[Stored records]
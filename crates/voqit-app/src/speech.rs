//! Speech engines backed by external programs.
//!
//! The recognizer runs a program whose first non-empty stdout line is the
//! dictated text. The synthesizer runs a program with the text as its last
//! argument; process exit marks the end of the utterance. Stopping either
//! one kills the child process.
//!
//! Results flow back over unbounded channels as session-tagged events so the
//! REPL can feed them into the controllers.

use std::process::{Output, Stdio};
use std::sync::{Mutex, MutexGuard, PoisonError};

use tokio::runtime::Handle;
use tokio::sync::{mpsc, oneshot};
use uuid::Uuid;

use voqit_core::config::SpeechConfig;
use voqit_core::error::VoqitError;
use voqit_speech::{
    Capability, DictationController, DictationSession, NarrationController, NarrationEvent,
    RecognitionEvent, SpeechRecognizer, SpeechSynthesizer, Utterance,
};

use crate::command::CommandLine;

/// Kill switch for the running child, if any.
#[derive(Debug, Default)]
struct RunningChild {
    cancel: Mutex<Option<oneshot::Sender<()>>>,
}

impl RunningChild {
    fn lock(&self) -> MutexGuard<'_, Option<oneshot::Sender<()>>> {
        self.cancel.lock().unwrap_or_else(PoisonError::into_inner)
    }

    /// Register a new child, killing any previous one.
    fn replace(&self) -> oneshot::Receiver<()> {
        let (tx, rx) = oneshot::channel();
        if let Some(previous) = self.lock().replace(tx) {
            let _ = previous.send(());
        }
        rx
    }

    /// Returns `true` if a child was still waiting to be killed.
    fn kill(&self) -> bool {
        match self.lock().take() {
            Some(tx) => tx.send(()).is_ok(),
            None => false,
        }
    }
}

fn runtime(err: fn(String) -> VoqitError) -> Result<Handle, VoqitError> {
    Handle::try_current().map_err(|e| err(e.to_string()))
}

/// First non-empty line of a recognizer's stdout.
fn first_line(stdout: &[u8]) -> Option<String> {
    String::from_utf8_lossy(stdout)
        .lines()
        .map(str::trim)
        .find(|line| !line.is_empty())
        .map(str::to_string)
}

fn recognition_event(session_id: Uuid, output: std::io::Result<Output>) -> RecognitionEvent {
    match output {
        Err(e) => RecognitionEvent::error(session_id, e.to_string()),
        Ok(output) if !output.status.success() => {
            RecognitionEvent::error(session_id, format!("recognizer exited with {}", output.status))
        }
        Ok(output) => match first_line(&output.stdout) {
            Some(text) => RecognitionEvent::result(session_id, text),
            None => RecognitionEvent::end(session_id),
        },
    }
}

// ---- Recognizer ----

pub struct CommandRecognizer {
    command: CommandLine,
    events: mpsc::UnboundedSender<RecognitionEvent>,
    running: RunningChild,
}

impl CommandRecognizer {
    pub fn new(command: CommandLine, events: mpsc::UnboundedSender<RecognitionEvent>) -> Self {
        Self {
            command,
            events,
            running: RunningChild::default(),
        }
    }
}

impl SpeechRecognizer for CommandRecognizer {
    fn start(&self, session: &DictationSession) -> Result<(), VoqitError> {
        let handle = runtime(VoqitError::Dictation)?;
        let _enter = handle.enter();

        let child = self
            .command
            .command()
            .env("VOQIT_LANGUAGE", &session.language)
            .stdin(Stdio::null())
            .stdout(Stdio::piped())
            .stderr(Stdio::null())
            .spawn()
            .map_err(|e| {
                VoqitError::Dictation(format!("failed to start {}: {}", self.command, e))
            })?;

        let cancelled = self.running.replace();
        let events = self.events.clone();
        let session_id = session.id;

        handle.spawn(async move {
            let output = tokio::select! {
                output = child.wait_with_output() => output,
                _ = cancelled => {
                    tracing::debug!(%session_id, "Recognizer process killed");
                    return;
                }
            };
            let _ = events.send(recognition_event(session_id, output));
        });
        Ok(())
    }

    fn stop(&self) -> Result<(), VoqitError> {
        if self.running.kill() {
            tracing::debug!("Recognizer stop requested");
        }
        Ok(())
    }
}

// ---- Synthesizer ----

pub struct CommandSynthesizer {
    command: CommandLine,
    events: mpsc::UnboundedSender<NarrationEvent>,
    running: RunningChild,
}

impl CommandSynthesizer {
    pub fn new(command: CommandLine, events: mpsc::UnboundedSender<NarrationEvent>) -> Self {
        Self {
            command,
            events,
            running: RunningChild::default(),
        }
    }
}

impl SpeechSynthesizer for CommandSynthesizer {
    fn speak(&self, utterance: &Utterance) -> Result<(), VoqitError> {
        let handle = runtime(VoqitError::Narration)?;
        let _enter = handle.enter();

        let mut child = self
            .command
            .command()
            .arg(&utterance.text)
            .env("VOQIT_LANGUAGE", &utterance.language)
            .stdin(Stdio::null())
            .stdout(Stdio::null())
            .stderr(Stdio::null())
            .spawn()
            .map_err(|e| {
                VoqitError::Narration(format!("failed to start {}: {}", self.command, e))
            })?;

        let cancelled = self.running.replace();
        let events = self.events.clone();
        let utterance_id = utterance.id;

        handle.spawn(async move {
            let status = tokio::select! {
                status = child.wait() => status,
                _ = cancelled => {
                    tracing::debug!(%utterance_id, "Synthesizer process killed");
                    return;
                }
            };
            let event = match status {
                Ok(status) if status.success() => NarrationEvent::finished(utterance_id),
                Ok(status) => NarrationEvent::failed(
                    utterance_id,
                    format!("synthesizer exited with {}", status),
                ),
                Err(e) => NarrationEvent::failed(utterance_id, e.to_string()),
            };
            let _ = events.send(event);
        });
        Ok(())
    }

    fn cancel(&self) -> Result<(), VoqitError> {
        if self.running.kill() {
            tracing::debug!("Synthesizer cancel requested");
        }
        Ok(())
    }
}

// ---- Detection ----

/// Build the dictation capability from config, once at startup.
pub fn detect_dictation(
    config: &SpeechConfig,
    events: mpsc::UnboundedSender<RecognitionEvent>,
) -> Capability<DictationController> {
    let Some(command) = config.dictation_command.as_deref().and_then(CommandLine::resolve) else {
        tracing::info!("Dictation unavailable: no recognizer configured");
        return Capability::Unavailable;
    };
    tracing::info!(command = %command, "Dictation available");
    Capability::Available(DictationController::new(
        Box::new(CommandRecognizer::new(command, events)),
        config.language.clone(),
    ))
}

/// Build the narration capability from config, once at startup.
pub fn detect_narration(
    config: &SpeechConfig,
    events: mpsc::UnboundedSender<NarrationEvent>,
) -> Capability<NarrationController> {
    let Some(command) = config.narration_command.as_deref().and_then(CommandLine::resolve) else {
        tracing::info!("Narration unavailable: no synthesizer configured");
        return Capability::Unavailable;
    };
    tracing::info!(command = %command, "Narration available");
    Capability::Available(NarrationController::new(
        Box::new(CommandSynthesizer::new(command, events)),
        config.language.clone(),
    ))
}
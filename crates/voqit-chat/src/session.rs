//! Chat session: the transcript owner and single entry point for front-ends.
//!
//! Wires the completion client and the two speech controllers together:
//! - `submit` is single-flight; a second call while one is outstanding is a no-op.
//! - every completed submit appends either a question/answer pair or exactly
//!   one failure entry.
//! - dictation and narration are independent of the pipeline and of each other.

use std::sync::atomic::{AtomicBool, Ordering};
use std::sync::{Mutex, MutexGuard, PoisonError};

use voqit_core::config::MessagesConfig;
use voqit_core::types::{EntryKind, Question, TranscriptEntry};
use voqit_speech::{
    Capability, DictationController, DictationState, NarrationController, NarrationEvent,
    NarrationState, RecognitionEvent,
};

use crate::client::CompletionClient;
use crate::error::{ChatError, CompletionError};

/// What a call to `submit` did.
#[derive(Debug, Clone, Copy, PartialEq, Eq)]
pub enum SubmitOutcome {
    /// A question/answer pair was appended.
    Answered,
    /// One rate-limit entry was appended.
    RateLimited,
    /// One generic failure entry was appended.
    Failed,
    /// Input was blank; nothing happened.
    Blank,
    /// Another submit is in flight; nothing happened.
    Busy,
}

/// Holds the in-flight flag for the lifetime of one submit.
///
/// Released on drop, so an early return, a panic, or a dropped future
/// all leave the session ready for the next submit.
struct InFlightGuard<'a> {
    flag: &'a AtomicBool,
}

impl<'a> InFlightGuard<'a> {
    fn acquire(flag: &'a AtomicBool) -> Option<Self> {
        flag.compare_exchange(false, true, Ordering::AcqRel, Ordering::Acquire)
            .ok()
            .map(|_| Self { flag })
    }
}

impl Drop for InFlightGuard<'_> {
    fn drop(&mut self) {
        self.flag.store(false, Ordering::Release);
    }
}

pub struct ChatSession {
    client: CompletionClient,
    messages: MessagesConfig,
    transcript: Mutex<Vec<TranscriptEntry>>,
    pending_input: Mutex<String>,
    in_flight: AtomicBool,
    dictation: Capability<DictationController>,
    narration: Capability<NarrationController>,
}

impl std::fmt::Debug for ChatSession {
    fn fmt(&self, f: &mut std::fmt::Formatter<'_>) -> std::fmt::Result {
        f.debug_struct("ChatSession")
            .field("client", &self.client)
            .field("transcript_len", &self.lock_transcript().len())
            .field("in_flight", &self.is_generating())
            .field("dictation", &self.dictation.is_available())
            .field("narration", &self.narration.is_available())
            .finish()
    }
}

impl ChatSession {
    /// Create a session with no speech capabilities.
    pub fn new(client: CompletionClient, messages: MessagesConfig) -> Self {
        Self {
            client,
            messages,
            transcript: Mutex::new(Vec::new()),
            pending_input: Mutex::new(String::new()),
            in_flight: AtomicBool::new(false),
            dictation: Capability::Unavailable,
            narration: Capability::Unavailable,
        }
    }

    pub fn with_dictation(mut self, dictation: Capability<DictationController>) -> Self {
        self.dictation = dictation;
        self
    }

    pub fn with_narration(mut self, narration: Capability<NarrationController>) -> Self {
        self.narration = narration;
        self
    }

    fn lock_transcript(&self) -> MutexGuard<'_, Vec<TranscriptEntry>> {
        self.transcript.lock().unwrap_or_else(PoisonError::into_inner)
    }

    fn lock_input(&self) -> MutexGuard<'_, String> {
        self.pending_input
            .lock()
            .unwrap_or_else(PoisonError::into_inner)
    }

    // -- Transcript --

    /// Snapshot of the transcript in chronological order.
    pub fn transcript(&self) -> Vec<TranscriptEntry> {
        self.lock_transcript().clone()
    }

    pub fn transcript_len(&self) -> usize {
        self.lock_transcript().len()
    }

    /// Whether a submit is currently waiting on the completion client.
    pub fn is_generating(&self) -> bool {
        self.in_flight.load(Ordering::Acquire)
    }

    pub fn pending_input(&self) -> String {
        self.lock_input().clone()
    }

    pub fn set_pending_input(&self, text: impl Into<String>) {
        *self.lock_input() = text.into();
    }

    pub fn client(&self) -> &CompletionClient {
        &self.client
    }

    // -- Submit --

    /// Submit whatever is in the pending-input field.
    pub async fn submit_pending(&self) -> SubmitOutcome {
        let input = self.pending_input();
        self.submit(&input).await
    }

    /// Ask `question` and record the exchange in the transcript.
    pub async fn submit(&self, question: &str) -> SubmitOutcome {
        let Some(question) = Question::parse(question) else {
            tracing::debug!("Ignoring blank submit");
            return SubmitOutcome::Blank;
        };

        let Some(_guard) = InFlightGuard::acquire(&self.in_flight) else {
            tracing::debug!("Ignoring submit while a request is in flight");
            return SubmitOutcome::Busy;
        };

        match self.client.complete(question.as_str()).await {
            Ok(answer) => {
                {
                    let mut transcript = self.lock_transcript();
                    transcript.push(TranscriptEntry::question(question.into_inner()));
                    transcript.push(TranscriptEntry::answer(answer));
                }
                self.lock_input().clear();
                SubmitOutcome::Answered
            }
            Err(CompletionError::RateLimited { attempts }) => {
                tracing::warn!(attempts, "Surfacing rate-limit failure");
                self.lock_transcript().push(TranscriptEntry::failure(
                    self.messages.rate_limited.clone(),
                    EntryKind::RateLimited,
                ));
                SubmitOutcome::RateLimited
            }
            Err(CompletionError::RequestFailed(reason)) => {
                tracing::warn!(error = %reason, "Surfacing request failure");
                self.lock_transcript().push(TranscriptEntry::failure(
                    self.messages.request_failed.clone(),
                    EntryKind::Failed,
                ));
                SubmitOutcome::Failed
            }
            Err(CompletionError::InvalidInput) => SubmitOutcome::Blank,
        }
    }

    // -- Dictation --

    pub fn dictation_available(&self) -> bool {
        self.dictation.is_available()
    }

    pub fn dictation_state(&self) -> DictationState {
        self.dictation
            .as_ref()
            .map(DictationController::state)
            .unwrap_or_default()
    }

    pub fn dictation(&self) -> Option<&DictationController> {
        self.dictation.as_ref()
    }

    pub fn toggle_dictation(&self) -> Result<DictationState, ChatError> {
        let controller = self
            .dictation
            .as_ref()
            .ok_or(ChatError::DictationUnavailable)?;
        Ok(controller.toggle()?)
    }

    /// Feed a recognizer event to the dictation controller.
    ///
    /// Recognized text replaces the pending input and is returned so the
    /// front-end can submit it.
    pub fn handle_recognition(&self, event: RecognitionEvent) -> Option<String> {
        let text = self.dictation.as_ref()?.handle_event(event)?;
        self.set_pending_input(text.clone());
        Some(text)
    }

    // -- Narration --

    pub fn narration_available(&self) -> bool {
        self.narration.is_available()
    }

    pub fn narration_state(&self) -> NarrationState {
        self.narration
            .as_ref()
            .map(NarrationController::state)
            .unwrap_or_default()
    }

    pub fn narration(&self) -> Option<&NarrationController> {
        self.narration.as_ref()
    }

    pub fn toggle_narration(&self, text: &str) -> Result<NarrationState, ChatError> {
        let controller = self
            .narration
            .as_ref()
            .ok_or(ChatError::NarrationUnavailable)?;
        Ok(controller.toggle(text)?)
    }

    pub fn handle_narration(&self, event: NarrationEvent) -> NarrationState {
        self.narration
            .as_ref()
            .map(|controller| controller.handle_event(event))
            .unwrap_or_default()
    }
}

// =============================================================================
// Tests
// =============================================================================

**What to produce**
Return the opening line of the data and every line after it through the line containing "utterance. Stopping either", please, exactly as written and with nothing added.

**Exercise result**
filename crates/voqit-app/src/speech.rs
//! Speech engines backed by external programs.
//!
//! The recognizer runs a program whose first non-empty stdout line is the
//! dictated text. The synthesizer runs a program with the text as its last
//! argument; process exit marks the end of the utterance. Stopping either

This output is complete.